EXERCISE: Your task is to transcribe the entries below exactly, from their first line down to the line containing "and UI text", and to stop there.

SUPPLIED INFORMATION:

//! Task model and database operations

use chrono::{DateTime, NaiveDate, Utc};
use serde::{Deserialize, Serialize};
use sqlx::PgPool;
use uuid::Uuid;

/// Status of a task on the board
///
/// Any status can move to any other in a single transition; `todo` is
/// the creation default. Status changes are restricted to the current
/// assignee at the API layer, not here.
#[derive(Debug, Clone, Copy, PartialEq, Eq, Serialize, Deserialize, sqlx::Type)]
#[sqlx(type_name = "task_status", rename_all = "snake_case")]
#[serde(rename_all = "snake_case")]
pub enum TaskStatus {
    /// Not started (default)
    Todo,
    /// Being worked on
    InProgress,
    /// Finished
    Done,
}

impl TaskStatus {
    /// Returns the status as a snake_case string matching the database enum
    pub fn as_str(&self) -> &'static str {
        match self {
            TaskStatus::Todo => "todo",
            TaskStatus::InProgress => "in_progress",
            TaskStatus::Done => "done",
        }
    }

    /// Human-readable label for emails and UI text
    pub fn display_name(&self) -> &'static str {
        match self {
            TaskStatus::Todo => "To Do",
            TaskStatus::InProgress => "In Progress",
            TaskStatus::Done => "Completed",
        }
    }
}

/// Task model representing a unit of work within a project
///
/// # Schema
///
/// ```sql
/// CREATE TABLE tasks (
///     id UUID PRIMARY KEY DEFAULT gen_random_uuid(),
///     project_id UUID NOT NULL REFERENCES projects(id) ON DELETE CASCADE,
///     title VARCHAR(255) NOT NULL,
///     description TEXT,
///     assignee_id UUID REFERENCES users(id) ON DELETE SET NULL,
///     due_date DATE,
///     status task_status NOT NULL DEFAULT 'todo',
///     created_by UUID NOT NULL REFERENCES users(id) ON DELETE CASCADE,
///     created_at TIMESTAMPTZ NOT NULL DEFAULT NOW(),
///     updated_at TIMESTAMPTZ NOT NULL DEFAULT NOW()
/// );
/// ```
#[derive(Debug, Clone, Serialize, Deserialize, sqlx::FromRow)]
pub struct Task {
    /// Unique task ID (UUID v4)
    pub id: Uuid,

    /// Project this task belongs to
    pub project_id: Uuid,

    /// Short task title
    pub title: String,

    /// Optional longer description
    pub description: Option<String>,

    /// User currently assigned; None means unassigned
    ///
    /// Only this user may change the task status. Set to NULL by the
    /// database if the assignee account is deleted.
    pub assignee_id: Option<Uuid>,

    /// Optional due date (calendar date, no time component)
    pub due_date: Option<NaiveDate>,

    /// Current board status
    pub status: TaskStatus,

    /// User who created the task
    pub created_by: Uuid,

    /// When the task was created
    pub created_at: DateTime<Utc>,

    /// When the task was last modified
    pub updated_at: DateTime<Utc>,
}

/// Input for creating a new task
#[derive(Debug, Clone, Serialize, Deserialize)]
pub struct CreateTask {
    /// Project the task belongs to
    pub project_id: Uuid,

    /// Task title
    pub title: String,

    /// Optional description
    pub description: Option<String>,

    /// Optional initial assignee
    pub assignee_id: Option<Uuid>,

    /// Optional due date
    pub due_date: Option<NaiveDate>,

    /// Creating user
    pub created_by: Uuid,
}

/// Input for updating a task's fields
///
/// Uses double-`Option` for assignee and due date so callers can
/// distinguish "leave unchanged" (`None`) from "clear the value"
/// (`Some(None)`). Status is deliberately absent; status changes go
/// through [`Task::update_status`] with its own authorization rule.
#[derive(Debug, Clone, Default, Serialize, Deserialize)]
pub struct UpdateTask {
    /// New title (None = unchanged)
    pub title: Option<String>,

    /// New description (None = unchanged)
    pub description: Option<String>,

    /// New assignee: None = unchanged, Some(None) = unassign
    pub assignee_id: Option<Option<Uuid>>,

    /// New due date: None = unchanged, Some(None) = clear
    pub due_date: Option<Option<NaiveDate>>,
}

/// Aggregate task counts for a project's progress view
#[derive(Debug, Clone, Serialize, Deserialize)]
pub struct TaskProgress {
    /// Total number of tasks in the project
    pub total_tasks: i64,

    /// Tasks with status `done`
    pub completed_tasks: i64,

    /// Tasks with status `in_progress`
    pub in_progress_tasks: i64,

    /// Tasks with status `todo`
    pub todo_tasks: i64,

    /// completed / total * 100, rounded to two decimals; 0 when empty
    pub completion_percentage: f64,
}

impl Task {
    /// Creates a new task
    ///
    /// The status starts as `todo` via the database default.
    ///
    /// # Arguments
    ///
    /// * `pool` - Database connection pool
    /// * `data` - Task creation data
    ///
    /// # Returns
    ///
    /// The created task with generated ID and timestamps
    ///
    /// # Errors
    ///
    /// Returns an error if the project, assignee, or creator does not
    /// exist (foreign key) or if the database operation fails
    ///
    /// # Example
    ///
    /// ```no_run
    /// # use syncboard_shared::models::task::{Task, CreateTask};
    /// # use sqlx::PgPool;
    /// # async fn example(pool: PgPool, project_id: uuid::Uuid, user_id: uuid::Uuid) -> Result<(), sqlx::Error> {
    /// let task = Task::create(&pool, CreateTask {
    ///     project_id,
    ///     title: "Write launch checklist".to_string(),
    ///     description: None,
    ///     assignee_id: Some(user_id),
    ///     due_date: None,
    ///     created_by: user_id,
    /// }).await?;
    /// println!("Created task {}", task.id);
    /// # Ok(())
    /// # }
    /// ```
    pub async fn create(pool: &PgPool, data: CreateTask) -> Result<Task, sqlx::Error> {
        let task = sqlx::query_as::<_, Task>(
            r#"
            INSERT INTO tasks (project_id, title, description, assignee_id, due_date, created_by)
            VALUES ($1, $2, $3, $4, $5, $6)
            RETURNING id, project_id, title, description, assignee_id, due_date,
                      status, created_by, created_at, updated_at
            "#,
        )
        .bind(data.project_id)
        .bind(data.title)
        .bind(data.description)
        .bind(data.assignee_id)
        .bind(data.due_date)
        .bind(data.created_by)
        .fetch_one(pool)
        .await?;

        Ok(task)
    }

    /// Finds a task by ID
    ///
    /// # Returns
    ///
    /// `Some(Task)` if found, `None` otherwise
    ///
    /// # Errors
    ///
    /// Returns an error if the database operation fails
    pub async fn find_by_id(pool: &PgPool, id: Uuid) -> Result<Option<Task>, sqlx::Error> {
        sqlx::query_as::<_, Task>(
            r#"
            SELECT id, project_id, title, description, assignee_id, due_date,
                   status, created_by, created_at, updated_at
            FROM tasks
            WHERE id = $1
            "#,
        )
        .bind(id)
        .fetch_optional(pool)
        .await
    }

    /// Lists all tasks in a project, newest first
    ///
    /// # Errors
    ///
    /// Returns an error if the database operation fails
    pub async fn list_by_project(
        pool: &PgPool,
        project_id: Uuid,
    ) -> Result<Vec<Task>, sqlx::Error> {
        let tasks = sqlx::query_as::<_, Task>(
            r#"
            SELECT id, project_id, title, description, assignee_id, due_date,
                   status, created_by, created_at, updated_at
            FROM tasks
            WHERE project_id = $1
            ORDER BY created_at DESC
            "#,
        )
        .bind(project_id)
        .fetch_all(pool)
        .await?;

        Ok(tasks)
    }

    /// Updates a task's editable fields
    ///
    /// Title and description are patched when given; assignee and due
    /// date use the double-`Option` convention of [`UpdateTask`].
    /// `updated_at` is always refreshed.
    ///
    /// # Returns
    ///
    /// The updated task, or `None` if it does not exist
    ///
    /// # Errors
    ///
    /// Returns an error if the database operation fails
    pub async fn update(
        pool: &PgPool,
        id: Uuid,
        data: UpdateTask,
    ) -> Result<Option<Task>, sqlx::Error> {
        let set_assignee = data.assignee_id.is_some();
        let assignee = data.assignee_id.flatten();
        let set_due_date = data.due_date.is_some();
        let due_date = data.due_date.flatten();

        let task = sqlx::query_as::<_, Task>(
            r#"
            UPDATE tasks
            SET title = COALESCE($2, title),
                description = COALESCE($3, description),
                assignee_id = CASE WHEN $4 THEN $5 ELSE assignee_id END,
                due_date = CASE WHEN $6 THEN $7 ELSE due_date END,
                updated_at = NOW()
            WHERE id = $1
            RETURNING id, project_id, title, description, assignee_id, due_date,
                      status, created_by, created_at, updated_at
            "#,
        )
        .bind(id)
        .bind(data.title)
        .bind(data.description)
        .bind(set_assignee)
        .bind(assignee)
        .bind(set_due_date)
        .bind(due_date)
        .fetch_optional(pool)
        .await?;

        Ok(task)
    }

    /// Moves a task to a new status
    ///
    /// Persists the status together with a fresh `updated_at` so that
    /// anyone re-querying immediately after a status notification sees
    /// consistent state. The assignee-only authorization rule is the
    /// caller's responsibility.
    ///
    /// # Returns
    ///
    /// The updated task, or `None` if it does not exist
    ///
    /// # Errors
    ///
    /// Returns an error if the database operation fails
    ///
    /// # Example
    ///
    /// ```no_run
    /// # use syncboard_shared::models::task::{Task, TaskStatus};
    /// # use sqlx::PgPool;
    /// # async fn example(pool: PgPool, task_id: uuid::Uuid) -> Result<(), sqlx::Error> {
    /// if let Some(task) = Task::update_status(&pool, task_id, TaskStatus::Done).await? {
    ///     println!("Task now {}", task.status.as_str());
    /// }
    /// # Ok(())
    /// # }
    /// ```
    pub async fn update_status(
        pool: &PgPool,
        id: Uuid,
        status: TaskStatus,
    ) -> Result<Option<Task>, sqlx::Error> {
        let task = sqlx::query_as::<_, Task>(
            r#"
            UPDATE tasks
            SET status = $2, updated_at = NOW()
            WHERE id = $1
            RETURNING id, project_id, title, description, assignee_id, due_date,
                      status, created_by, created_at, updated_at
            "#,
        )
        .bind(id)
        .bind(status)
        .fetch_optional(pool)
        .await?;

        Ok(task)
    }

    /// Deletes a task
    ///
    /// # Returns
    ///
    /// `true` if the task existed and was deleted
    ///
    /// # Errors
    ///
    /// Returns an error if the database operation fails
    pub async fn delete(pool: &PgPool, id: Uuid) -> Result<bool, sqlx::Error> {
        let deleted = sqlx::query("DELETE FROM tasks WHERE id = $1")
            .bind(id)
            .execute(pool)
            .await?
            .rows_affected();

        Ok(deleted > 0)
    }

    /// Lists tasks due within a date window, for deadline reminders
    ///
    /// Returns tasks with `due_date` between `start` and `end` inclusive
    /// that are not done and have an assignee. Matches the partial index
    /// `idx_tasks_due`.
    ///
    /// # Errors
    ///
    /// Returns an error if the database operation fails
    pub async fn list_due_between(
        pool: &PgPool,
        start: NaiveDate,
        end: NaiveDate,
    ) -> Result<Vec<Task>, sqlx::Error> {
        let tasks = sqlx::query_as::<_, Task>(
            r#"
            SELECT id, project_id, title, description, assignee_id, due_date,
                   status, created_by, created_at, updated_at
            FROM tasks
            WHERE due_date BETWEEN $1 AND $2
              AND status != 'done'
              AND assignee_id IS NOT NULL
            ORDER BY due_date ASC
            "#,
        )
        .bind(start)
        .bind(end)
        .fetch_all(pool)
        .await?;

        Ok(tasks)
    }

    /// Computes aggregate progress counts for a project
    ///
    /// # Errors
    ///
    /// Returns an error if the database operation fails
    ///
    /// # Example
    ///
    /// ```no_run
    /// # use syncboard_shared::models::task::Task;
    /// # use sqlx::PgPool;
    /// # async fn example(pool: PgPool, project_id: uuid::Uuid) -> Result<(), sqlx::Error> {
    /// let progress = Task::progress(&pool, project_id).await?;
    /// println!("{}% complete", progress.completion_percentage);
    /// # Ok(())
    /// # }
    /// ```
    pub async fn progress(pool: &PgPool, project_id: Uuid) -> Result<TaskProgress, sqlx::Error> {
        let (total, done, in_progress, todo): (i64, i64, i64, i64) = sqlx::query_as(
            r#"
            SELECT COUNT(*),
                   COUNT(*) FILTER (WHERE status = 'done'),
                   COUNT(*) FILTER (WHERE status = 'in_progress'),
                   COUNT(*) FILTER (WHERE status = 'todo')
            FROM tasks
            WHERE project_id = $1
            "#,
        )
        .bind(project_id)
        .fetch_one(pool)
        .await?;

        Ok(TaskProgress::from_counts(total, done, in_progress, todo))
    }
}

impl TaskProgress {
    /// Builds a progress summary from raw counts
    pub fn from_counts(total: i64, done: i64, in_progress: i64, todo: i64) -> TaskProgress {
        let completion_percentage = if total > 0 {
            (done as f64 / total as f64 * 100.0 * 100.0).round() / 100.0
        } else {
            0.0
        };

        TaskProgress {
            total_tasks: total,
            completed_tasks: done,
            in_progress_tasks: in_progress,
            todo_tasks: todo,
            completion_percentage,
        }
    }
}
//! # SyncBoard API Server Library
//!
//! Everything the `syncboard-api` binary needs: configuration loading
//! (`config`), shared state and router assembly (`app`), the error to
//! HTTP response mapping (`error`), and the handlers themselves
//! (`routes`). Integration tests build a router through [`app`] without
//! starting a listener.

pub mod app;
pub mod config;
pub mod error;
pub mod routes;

EXERCISE ANSWER:
//! Task model and database operations

use chrono::{DateTime, NaiveDate, Utc};
use serde::{Deserialize, Serialize};
use sqlx::PgPool;
use uuid::Uuid;

/// Status of a task on the board
///
/// Any status can move to any other in a single transition; `todo` is
/// the creation default. Status changes are restricted to the current
/// assignee at the API layer, not here.
#[derive(Debug, Clone, Copy, PartialEq, Eq, Serialize, Deserialize, sqlx::Type)]
#[sqlx(type_name = "task_status", rename_all = "snake_case")]
#[serde(rename_all = "snake_case")]
pub enum TaskStatus {
    /// Not started (default)
    Todo,
    /// Being worked on
    InProgress,
    /// Finished
    Done,
}

impl TaskStatus {
    /// Returns the status as a snake_case string matching the database enum
    pub fn as_str(&self) -> &'static str {
        match self {
            TaskStatus::Todo => "todo",
            TaskStatus::InProgress => "in_progress",
            TaskStatus::Done => "done",
        }
    }

    /// Human-readable label for emails and UI text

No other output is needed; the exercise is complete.